Corrigan House – A Kansas City Gem

(originally published 2/7/19)

Kansas City is home to a number of beautiful homes. And by beautiful, I mean jaw-droppingly stunning. Out-of-town visitors are without exception surprised to find the large number of massive, imposing and architecturally breathtaking houses in town, many of which are, of course, in the oldest parts of the Country Club District – Mission Hills and Sunset Hills most particularly. But of all those homes, Corrigan House stands apart. You know the house even if you don’t know the name. Corrigan House has stood at the corner of 55th and Ward Parkway since 1913, one of the first homes to be built in the area. And not only is the house stunning, it is replete with history on a number of fronts.

First, the origin story. The home was built for Bernard Corrigan, who had a dubious local reputation, earned largely in the 1880s. Corrigan and his three brothers came to Kansas City in the 1850s, ultimately making their fortunes owning and operating the majority of the city’s largest streetcar system when it was still carriages on tracks pulled by horses. Bernard Corrigan was also at one time Kansas City Police Commissioner. The Corrigans allegedly operated the city’s pre–Pendergast era political machine. Kansas City Star publisher William Rockhill Nelson spent more than thirty years using his paper’s editorial columns to call out the unethical practices of the Corrigans and lobbying for improvements to the transit system. In 1912, during his waning years, Bernard Corrigan commissioned the house at Fifty-fifth and Ward Parkway before the Nichols Company had expanded the Sunset Hill development to that part of the district. Corrigan died just two months before the massive house was completed.  To learn more about the Corrigans, visit the Kansas City Public Library’s history site, below.
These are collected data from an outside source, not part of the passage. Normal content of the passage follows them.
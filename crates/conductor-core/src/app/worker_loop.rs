//! WorkerGroup - in-process workers that claim, run and report tasks.
//!
//! Flow per worker:
//! 1. `claim_task_wait` (doubles as a heartbeat)
//! 2. run the handler, renewing the lease every `renew_every`
//! 3. report completion or failure
//!
//! If a renewal comes back stale the handler future is dropped and the worker
//! goes back to claiming.

use std::sync::Arc;
use std::time::Duration;

use tokio::sync::watch;
use tokio::task::JoinHandle;
use tracing::{debug, warn};

use super::runtime::{HandlerError, Runtime};
use crate::config::SchedulerConfig;
use crate::domain::WorkerId;
use crate::orchestrator::Scheduler;
use crate::queue::ClaimedTask;

#[derive(Debug, Clone)]
pub struct WorkerOptions {
    /// How long one claim waits for work before checking for shutdown.
    pub poll: Duration,

    /// Renewal period while a handler runs; keep it well under the lease TTL.
    pub renew_every: Duration,
}

impl WorkerOptions {
    /// Renew, and poll while idle, at a third of the shorter of the lease TTL
    /// and the heartbeat timeout. Renewals and claims are the only heartbeats
    /// a worker sends.
    pub fn for_config(config: &SchedulerConfig) -> Self {
        let cadence = (config.lease_ttl().min(config.heartbeat_timeout()) / 3)
            .max(Duration::from_millis(1));
        Self {
            poll: cadence.min(Duration::from_millis(250)),
            renew_every: cadence,
        }
    }
}

/// Worker group handle.
/// - dropping or signalling `shutdown_tx` stops every worker between tasks
/// - `shutdown_and_join()` waits for all of them
pub struct WorkerGroup {
    shutdown_tx: watch::Sender<bool>,
    joins: Vec<JoinHandle<()>>,
}

impl WorkerGroup {
    /// Register and spawn one worker per id, each offering every capability
    /// the runtime has a handler for.
    pub async fn spawn(
        worker_ids: Vec<WorkerId>,
        scheduler: Arc<Scheduler>,
        runtime: Arc<Runtime>,
        options: WorkerOptions,
    ) -> Self {
        let (shutdown_tx, shutdown_rx) = watch::channel(false);
        let capabilities = runtime.registry().capabilities();

        let mut joins = Vec::with_capacity(worker_ids.len());
        for worker_id in worker_ids {
            scheduler
                .register_worker(worker_id.clone(), capabilities.iter().cloned())
                .await;

            let scheduler = Arc::clone(&scheduler);
            let runtime = Arc::clone(&runtime);
            let options = options.clone();
            let mut rx = shutdown_rx.clone();

            joins.push(tokio::spawn(async move {
                worker_loop(worker_id, scheduler, runtime, options, &mut rx).await;
            }));
        }

        Self { shutdown_tx, joins }
    }

    pub fn len(&self) -> usize {
        self.joins.len()
    }

    pub fn is_empty(&self) -> bool {
        self.joins.is_empty()
    }

    /// Stop taking new leases. In-flight handlers finish and report first.
    pub fn request_shutdown(&self) {
        let _ = self.shutdown_tx.send(true);
    }

    pub async fn shutdown_and_join(self) {
        self.request_shutdown();
        for join in self.joins {
            let _ = join.await;
        }
    }
}

async fn worker_loop(
    worker_id: WorkerId,
    scheduler: Arc<Scheduler>,
    runtime: Arc<Runtime>,
    options: WorkerOptions,
    shutdown_rx: &mut watch::Receiver<bool>,
) {
    loop {
        if *shutdown_rx.borrow() {
            break;
        }

        let claimed = tokio::select! {
            changed = shutdown_rx.changed() => {
                if changed.is_err() {
                    // group dropped
                    break;
                }
                continue;
            }
            claimed = scheduler.claim_task_wait(&worker_id, options.poll) => claimed,
        };

        let task = match claimed {
            Ok(Some(task)) => task,
            Ok(None) => continue,
            Err(err) => {
                // unreachable or unknown: heartbeat brings us back
                warn!(worker_id = %worker_id, error = %err, "claim refused");
                if scheduler.heartbeat(&worker_id).await.is_err() {
                    break;
                }
                continue;
            }
        };

        let Some(outcome) = run_with_renewal(&scheduler, &runtime, &task, &options).await else {
            continue;
        };

        let reported = match outcome {
            Ok(result) => scheduler.report_completion(&task.token, result).await,
            Err(err) => {
                scheduler
                    .report_failure(&task.token, err.message, err.retryable)
                    .await
            }
        };
        if let Err(err) = reported {
            if err.is_stale_lease() {
                debug!(worker_id = %worker_id, task_id = %task.task_id, error = %err, "report dropped");
            } else {
                warn!(worker_id = %worker_id, task_id = %task.task_id, error = %err, "report failed");
            }
        }
    }
}

/// Run the handler while renewing its lease. `None` if the lease was lost.
async fn run_with_renewal(
    scheduler: &Scheduler,
    runtime: &Runtime,
    task: &ClaimedTask,
    options: &WorkerOptions,
) -> Option<Result<String, HandlerError>> {
    let handler = runtime.execute(task);
    tokio::pin!(handler);

    let mut ticker = tokio::time::interval(options.renew_every);
    ticker.tick().await;

    loop {
        tokio::select! {
            outcome = &mut handler => return Some(outcome),
            _ = ticker.tick() => {
                if let Err(err) = scheduler.renew_lease(&task.token).await {
                    debug!(task_id = %task.task_id, error = %err, "lease lost; dropping task");
                    return None;
                }
            }
        }
    }
}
KCPL’s KC History: Wrong Way Corrigan

Second, the architecture. The popularity of the house endures not because of Corrigan, who time has nearly forgotten, but because it is among the best work of Kansas City’s most famous architect of the era, Louis Curtiss. Curtiss has often been referred to as the “Frank Lloyd Wright of Kansas City,” a claim that is reflected in the design of Corrigan House. It is considered an excellent example of the Prairie style, with its low-pitched roof and horizontal banks of windows with strong vertical details. In truth, it is really an amalgam of Prairie and Art Nouveau styles, the latter being most evident in the structural details inside and out. It was among the first houses in Kansas City to make use of reinforced concrete over a steel frame, with its outer walls encased in limestone from Carthage, Missouri. Its most dramatic exterior feature is the nearly two-story Art Nouveau stained glass window next to the main entrance, but the stained-glass motif is repeated in other exterior windows, as well as on interior features. Among its many other details is the massive clock built into the staircase well, allegedly hand painted by Curtiss himself. Corrigan House is among the handful of Country Club District properties listed on the National Register of Historic Places. To learn more about the Corrigan house’s architecture, see the NRHP application pdf at the link below.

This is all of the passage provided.